* WHAT IS EXPECTED *
Below are some records. Return exactly the lines from the one with "pub enum ActionLogError" to the one with "GuildId, channel: ChannelId", and nothing else.

BEGIN EXCERPTED DATA

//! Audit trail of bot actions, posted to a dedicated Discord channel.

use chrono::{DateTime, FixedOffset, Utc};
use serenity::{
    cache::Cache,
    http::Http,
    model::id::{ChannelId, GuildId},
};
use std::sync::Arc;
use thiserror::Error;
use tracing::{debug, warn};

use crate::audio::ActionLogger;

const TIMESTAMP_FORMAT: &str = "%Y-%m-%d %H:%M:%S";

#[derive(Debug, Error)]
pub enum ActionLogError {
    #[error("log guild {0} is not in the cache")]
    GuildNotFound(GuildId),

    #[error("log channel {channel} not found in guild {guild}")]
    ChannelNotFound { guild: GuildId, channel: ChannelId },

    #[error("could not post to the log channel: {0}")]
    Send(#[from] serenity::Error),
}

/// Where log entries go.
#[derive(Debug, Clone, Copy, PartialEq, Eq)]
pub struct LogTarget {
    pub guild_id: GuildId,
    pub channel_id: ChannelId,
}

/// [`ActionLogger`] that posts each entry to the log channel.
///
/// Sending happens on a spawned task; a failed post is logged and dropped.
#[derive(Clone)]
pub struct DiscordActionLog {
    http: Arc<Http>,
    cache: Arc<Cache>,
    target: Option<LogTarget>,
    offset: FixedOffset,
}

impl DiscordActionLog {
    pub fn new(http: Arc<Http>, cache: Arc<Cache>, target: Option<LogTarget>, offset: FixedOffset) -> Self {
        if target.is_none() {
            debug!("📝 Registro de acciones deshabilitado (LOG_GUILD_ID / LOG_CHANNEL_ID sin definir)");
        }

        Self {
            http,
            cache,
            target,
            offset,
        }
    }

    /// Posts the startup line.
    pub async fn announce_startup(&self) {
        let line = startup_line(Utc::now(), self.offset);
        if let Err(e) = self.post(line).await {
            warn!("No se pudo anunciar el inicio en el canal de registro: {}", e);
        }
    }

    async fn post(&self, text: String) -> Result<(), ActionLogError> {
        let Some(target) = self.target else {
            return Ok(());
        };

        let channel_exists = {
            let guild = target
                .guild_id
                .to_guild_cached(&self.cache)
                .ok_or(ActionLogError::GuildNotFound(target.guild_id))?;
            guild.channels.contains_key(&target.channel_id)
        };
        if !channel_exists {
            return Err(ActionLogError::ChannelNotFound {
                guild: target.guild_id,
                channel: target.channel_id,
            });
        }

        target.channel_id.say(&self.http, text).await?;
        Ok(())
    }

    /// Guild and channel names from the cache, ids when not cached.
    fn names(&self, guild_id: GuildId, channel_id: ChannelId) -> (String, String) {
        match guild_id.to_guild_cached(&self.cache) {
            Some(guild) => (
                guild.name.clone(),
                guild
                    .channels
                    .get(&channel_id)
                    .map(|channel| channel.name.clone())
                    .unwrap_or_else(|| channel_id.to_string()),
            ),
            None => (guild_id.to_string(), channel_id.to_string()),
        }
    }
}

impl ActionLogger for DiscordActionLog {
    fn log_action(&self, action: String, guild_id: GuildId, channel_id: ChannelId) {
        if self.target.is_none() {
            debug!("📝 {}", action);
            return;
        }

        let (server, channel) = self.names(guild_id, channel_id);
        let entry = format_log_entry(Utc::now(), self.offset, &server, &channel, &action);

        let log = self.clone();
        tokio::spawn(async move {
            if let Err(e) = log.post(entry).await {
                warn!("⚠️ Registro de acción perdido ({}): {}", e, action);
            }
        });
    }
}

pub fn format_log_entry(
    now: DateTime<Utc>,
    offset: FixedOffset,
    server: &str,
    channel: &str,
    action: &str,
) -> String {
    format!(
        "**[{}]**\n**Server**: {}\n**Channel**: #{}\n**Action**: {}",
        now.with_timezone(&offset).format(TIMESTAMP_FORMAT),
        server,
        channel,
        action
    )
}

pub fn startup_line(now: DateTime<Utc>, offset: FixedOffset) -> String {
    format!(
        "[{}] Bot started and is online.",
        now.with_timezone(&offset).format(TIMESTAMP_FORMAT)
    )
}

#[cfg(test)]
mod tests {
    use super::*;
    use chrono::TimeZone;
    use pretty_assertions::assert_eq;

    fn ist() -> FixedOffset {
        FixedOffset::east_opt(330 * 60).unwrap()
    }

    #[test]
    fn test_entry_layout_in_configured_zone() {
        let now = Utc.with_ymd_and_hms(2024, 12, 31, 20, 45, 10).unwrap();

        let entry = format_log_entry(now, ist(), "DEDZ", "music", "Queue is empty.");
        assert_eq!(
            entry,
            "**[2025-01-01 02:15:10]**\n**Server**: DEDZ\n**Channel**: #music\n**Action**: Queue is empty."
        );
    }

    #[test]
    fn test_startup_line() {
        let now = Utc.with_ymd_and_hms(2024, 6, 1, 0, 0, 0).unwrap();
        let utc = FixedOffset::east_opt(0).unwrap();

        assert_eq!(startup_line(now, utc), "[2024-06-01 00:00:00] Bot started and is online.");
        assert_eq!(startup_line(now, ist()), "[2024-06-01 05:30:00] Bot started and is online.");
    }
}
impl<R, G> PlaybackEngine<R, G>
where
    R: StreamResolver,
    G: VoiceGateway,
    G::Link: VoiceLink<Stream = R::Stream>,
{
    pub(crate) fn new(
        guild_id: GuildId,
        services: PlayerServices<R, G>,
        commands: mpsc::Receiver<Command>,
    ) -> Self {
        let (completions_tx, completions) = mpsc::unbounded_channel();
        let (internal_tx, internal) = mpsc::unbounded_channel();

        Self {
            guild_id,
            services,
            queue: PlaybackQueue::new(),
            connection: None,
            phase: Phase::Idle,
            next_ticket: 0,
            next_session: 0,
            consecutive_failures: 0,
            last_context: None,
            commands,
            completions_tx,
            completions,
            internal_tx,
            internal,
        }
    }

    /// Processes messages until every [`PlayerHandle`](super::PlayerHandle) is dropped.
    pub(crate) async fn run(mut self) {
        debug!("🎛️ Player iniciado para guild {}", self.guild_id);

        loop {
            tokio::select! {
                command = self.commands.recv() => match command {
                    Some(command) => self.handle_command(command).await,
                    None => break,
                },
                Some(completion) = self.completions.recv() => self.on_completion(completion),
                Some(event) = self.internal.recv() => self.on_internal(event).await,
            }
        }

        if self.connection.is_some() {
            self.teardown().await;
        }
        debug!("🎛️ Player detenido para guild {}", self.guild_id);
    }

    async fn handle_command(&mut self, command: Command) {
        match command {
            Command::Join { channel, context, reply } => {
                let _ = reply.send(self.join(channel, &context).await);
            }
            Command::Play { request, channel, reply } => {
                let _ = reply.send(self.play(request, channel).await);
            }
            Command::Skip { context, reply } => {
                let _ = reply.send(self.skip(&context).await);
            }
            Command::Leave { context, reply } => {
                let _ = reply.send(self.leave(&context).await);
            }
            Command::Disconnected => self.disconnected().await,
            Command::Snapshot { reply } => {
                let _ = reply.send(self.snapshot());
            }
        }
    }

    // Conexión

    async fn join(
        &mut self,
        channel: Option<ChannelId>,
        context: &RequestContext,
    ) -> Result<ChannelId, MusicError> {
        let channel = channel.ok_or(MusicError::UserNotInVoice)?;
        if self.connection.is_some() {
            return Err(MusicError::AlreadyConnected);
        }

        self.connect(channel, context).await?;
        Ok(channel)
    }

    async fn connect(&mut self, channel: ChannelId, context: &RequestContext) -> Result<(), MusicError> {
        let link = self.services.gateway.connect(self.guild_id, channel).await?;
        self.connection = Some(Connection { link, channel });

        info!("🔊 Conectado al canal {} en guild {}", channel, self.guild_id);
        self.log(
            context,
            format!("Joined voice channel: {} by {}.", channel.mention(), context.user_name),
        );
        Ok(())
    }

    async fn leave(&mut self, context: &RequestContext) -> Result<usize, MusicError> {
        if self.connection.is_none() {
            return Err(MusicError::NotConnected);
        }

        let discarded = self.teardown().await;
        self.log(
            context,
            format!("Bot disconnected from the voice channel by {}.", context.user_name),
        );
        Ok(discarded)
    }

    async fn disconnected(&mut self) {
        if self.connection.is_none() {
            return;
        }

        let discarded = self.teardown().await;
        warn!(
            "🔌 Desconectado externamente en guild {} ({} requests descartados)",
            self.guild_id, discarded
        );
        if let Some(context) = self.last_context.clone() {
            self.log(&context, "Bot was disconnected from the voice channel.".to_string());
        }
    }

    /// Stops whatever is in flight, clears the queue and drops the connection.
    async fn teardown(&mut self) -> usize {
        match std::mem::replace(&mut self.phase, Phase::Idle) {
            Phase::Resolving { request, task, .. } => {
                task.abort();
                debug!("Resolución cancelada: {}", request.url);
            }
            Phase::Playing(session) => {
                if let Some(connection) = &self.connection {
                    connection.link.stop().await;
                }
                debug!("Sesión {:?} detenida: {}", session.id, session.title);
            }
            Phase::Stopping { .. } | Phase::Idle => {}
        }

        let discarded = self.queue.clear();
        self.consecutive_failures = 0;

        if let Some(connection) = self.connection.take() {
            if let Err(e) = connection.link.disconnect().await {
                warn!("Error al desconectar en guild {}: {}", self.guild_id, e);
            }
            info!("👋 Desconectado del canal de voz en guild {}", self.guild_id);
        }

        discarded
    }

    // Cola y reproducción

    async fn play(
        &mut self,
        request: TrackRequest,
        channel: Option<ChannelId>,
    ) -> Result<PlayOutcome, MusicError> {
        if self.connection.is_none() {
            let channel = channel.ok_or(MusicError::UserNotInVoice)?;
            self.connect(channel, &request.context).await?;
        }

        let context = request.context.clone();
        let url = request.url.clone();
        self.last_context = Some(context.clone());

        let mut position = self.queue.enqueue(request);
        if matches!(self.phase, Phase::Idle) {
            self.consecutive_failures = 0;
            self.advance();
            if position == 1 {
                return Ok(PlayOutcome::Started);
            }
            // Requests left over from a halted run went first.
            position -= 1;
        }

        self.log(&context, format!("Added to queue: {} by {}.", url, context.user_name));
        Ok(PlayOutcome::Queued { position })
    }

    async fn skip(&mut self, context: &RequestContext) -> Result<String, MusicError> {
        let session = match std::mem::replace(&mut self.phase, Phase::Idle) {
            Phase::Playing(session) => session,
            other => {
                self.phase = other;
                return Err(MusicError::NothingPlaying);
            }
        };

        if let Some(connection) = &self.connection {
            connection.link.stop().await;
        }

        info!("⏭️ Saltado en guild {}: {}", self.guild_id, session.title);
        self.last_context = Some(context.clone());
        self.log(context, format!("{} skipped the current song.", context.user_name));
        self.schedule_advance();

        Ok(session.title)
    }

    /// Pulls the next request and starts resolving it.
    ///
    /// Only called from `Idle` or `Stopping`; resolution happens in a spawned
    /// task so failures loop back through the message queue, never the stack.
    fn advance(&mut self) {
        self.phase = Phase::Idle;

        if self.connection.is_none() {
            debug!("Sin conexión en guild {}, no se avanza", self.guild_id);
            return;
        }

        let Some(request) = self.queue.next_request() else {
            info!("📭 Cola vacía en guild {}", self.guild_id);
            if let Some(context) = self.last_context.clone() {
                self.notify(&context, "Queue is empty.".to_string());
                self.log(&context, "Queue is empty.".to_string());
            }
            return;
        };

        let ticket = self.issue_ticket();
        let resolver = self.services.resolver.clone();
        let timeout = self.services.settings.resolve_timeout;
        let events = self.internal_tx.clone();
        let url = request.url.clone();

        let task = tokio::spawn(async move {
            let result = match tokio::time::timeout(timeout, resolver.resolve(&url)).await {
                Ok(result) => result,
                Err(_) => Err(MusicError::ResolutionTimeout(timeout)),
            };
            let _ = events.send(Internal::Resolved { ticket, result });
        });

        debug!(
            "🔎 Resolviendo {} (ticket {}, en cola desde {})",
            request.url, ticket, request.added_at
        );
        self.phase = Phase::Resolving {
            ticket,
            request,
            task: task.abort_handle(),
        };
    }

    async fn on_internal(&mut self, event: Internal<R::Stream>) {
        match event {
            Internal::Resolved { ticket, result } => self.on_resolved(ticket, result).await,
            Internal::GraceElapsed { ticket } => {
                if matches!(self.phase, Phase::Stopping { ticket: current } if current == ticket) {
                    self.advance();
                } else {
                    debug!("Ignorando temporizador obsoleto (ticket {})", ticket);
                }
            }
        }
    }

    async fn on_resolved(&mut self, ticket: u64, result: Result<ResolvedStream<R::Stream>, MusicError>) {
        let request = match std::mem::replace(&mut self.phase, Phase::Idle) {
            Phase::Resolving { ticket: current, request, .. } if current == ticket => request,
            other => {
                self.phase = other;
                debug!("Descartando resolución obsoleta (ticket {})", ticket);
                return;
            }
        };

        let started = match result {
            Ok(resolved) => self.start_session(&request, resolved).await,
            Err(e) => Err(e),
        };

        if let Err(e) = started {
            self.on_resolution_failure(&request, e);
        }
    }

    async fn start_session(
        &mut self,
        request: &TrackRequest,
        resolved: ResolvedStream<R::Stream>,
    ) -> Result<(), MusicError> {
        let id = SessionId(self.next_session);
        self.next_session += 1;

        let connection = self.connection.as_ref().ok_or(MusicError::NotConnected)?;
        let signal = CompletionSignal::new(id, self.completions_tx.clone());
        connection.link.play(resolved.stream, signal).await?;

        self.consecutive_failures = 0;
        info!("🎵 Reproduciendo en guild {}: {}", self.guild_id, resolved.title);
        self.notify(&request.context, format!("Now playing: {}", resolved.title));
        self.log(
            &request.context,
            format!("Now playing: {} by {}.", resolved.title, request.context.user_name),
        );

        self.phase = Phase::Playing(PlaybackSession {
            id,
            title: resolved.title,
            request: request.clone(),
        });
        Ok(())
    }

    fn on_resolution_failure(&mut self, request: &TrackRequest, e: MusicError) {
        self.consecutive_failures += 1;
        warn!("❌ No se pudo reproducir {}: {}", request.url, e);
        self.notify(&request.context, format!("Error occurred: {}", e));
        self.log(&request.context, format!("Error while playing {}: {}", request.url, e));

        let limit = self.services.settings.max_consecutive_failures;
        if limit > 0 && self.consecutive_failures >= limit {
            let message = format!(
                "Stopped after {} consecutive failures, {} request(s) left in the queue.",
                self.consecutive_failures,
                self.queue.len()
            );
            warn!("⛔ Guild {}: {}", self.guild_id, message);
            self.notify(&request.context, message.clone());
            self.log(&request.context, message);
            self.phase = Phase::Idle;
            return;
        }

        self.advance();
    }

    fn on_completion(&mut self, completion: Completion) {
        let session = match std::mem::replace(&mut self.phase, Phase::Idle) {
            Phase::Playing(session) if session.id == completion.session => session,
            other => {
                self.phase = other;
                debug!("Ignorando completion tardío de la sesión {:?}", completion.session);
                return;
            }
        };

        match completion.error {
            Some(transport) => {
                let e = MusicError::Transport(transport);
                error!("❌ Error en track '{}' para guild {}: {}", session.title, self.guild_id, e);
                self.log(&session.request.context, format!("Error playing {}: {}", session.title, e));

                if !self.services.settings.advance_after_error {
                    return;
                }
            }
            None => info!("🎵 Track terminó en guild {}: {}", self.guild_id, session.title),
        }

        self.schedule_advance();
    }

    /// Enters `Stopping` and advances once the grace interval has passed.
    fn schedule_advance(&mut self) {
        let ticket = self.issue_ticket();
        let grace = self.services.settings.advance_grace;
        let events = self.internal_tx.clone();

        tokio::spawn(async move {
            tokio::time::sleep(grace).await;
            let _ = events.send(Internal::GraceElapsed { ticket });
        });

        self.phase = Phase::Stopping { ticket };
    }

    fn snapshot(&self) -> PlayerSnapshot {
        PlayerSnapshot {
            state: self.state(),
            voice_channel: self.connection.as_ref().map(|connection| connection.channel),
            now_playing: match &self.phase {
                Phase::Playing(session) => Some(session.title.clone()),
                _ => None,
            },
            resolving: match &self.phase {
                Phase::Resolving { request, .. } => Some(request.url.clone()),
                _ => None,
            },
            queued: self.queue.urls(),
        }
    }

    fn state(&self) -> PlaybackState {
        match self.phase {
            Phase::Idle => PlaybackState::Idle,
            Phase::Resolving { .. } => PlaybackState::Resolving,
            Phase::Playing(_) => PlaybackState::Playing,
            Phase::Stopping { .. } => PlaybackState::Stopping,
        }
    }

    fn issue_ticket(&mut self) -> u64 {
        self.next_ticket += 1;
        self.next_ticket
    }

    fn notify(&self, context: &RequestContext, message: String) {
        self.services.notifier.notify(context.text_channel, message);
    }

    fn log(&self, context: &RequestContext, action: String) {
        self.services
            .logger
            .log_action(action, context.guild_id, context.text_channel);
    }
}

END EXCERPTED DATA

* YOUR SOLUTION *
pub enum ActionLogError {
    #[error("log guild {0} is not in the cache")]
    GuildNotFound(GuildId),

    #[error("log channel {channel} not found in guild {guild}")]
    ChannelNotFound { guild: GuildId, channel: ChannelId },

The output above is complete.